La preocupación vecinal por el grupo de cetáceos varado ayer por la tarde en la zona de El Tranqueru, entre Perlora y Xivares (Carreño) no ha servido para salvarle la vida la mayoría de los animales. Pese al esfuerzo durante horas de algunos vecinos para devolver al agua a los animales, tras el avistamiento que hicieron unos niños que estaban por la zona, no hubo resultados demasiado positivos. Según los miembros del Cepesma que han estado pendientes toda la madrugada y durante la mañana de este importante varamiento en las costas asturianas, el mayor de los últimos años, podrían haber fallecido ya diez de los 17 o 18 ejemplares que componían el grupo de calderones.

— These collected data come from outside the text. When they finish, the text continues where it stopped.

//! Guild cache mutation from dispatch events
//!
//! Events without a `guild_id` (direct messages) are skipped. Update and
//! reaction events for entities missing from the cache are filled in from the
//! REST API before the delta is applied.

use std::sync::Arc;

use serde_json::Value;
use wirecord_core::{cache::user_id_of, CacheError, Snowflake};

use crate::error::GatewayError;
use crate::session::GatewayInner;

#[derive(Debug, Clone, Copy, PartialEq, Eq)]
pub(super) enum Reaction {
    Add,
    Remove,
    Clear,
}

fn guild_id(data: &Value) -> Option<Snowflake> {
    Snowflake::from_json(data.get("guild_id"))
}

fn required(data: &Value, field: &'static str) -> Result<Snowflake, GatewayError> {
    Snowflake::from_json(data.get(field)).ok_or(GatewayError::Cache(CacheError::MissingField(field)))
}

/// Apply `mutate` only to guild-scoped payloads
pub(super) fn guild_scoped(data: &Value, mutate: impl FnOnce() -> Result<(), CacheError>) -> Result<(), GatewayError> {
    if guild_id(data).is_none() {
        tracing::trace!("Skipping event without guild");
        return Ok(());
    }
    Ok(mutate()?)
}

/// Stamp the guild id on a REST entity, which omits it
fn with_guild(mut entity: Value, guild_id: Snowflake) -> Value {
    if let Some(fields) = entity.as_object_mut() {
        fields.insert("guild_id".into(), Value::String(guild_id.to_string()));
    }
    entity
}

pub(super) fn on_guild_create(inner: &GatewayInner, data: Value) -> Result<(), GatewayError> {
    let name = data.get("name").and_then(Value::as_str).map(str::to_string);
    let id = inner.cache.upsert_guild(data)?;
    tracing::debug!(guild_id = %id, name = ?name, "Guild cached");
    Ok(())
}

/// A real removal also drops the guild's voice session; an outage keeps both
pub(super) fn on_guild_delete(inner: &GatewayInner, data: &Value) -> Result<(), GatewayError> {
    match inner.cache.remove_guild(data)? {
        Some(guild) => {
            inner.joins.cancel(guild.id);
            if let Some((_, voice)) = inner.voice.remove(&guild.id) {
                voice.exit();
            }
            tracing::info!(guild_id = %guild.id, "Guild removed");
        }
        None => tracing::warn!(guild_id = %data["id"], "Guild unavailable"),
    }
    Ok(())
}

pub(super) fn on_members_chunk(inner: &GatewayInner, data: &Value) -> Result<(), GatewayError> {
    let count = inner.cache.upsert_members(data)?;
    tracing::trace!(guild_id = %data["guild_id"], count, "Member chunk cached");
    Ok(())
}

pub(super) async fn on_member_update(inner: &Arc<GatewayInner>, data: &Value) -> Result<(), GatewayError> {
    match inner.cache.update_member(data) {
        Err(e) if e.is_refetchable() => {
            let guild_id = required(data, "guild_id")?;
            let user_id = Snowflake::from_json(user_id_of(data)).ok_or(CacheError::MissingField("user.id"))?;
            tracing::debug!(guild_id = %guild_id, user_id = %user_id, "Member not cached, fetching");

            let member = inner.rest.get_member(guild_id, user_id).await?;
            inner.cache.upsert_member(&with_guild(member, guild_id))?;
            Ok(inner.cache.update_member(data)?)
        }
        other => Ok(other?),
    }
}

pub(super) async fn on_message_update(inner: &Arc<GatewayInner>, data: &Value) -> Result<(), GatewayError> {
    let Some(guild_id) = guild_id(data) else {
        return Ok(());
    };
    match inner.cache.update_message(data) {
        Err(e) if e.is_refetchable() => {
            refetch_message(inner, guild_id, data, "id").await?;
            Ok(inner.cache.update_message(data)?)
        }
        other => Ok(other?),
    }
}

/// Reaction deltas are not idempotent, so a fetched message is stored as is
/// and the delta is not applied on top of it
pub(super) async fn on_reaction(inner: &Arc<GatewayInner>, data: &Value, kind: Reaction) -> Result<(), GatewayError> {
    let Some(guild_id) = guild_id(data) else {
        return Ok(());
    };
    let me = match (Snowflake::from_json(data.get("user_id")), inner.user_id()) {
        (Some(reactor), Some(own)) => reactor == own,
        _ => false,
    };

    let applied = match kind {
        Reaction::Add => inner.cache.add_reaction(data, me),
        Reaction::Remove => inner.cache.remove_reaction(data, me),
        Reaction::Clear => inner.cache.clear_reactions(data),
    };
    match applied {
        Err(e) if e.is_refetchable() => refetch_message(inner, guild_id, data, "message_id").await,
        other => Ok(other?),
    }
}

async fn refetch_message(
    inner: &GatewayInner,
    guild_id: Snowflake,
    data: &Value,
    id_field: &'static str,
) -> Result<(), GatewayError> {
    let channel_id = required(data, "channel_id")?;
    let message_id = required(data, id_field)?;
    tracing::debug!(channel_id = %channel_id, message_id = %message_id, "Message not cached, fetching");

    let message = inner.rest.get_message(channel_id, message_id).await?;
    Ok(inner.cache.insert_message(&with_guild(message, guild_id))?)
}
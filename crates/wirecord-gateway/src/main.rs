//! Gateway client entry point
//!
//! Run with:
//! ```bash
//! BOT_TOKEN=... cargo run -p wirecord-gateway
//! ```
//!
//! Configuration is loaded from environment variables.

use std::sync::Arc;

use anyhow::Context;
use parking_lot::Mutex;
use tokio_util::sync::CancellationToken;
use tracing::{error, info};
use wirecord_common::{try_init_tracing_with_config, ClientConfig, TracingConfig};
use wirecord_gateway::GatewaySession;

#[tokio::main]
async fn main() {
    if let Err(e) = run().await {
        error!(error = %e, "Gateway client stopped");
        eprintln!("Error: {e:#}");
        std::process::exit(1);
    }
}

async fn run() -> anyhow::Result<()> {
    let config = ClientConfig::from_env().context("Failed to load configuration")?;

    if let Err(e) = try_init_tracing_with_config(TracingConfig::from_env(config.env)) {
        eprintln!("Warning: Failed to initialize tracing: {e}");
    }

    info!(
        env = ?config.env,
        shard = ?config.shard(),
        intents = config.intents.bits(),
        "Configuration loaded"
    );

    let owner = CancellationToken::new();
    let session = GatewaySession::from_config(config, &owner)?;

    session.register_command("ping", |session: GatewaySession, interaction| async move {
        session.reply_interaction(&interaction, "pong").await
    });

    // Follow the session across reconnects
    let current = Arc::new(Mutex::new(session.clone()));
    session.on_reconnect({
        let current = Arc::clone(&current);
        move |next| *current.lock() = next
    });

    session.dial().await.context("Gateway handshake failed")?;
    info!(user_id = ?session.user_id(), "Connected");

    loop {
        let active = current.lock().clone();
        tokio::select! {
            _ = tokio::signal::ctrl_c() => {
                info!("Shutdown requested");
                break;
            }
            () = active.closed() => {
                if current.lock().is_closed() {
                    break;
                }
                info!("Gateway session replaced");
            }
        }
    }

    let active = current.lock().clone();
    let terminal = active.terminal_code();
    active.exit();
    owner.cancel();

    match terminal {
        Some(code) => anyhow::bail!("gateway closed the session with code {code}"),
        None => Ok(()),
    }
}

"Sabemos con certeza que siete están muertos, porque lo pudimos certificar hacia las cinco de la mañana. Con la pleamar y la bajamar sus cadáveres han sido dispersados y en la zona donde se les intentaba ayudar ayer lo que quedan son dos cadáveres, pero hay seguro más. Nuestro cálculo es que pueden estar muertos unos diez porque solo se ve en movimiento a otros siete", explica Luis Laria, que como todos los voluntarios del Cepesma están pendientes de lo que sucede en la zona pero no tienen ningún encargo de la administración asturiana para actuar, ya que esa es responsabilidad de los especialistas del Principado.

Sin embargo, por el gran conocimiento de los voluntarios del Cepesma, Luis Laria no aventura nada bueno para los ejemplares que aún siguen vivos. "Los calderones que están vivos se ve que siguen movimientos erráticos y van a terminar varando. Son grupos que se mueven bajo liderazgos que suelen ser un matriarcado y su comportamiento es grupal", expone. De ahí que cualquier problema que tuviera el "líder" del grupo habría desencadenado en la fatal salida a la orilla de todos. Y, de igual manera, la posible muerte del líder habría dejado sin capitanía al grupo, que "va a acabar volvieron a la orilla en algún punto de la costa", explican los expertos.

En la zona están desplegados ahora tanto personal de Salvamento Marítimo con sus dispositivos, como lanchas de Cruz Roja del Mar y Guardia Civil del mar. Se intenta evitar que se acerquen demasiado a la orilla el grupo de cetáceos que sigue con vida, y también se está organizando un operativo para sacar de la zona a los ejemplares muertos.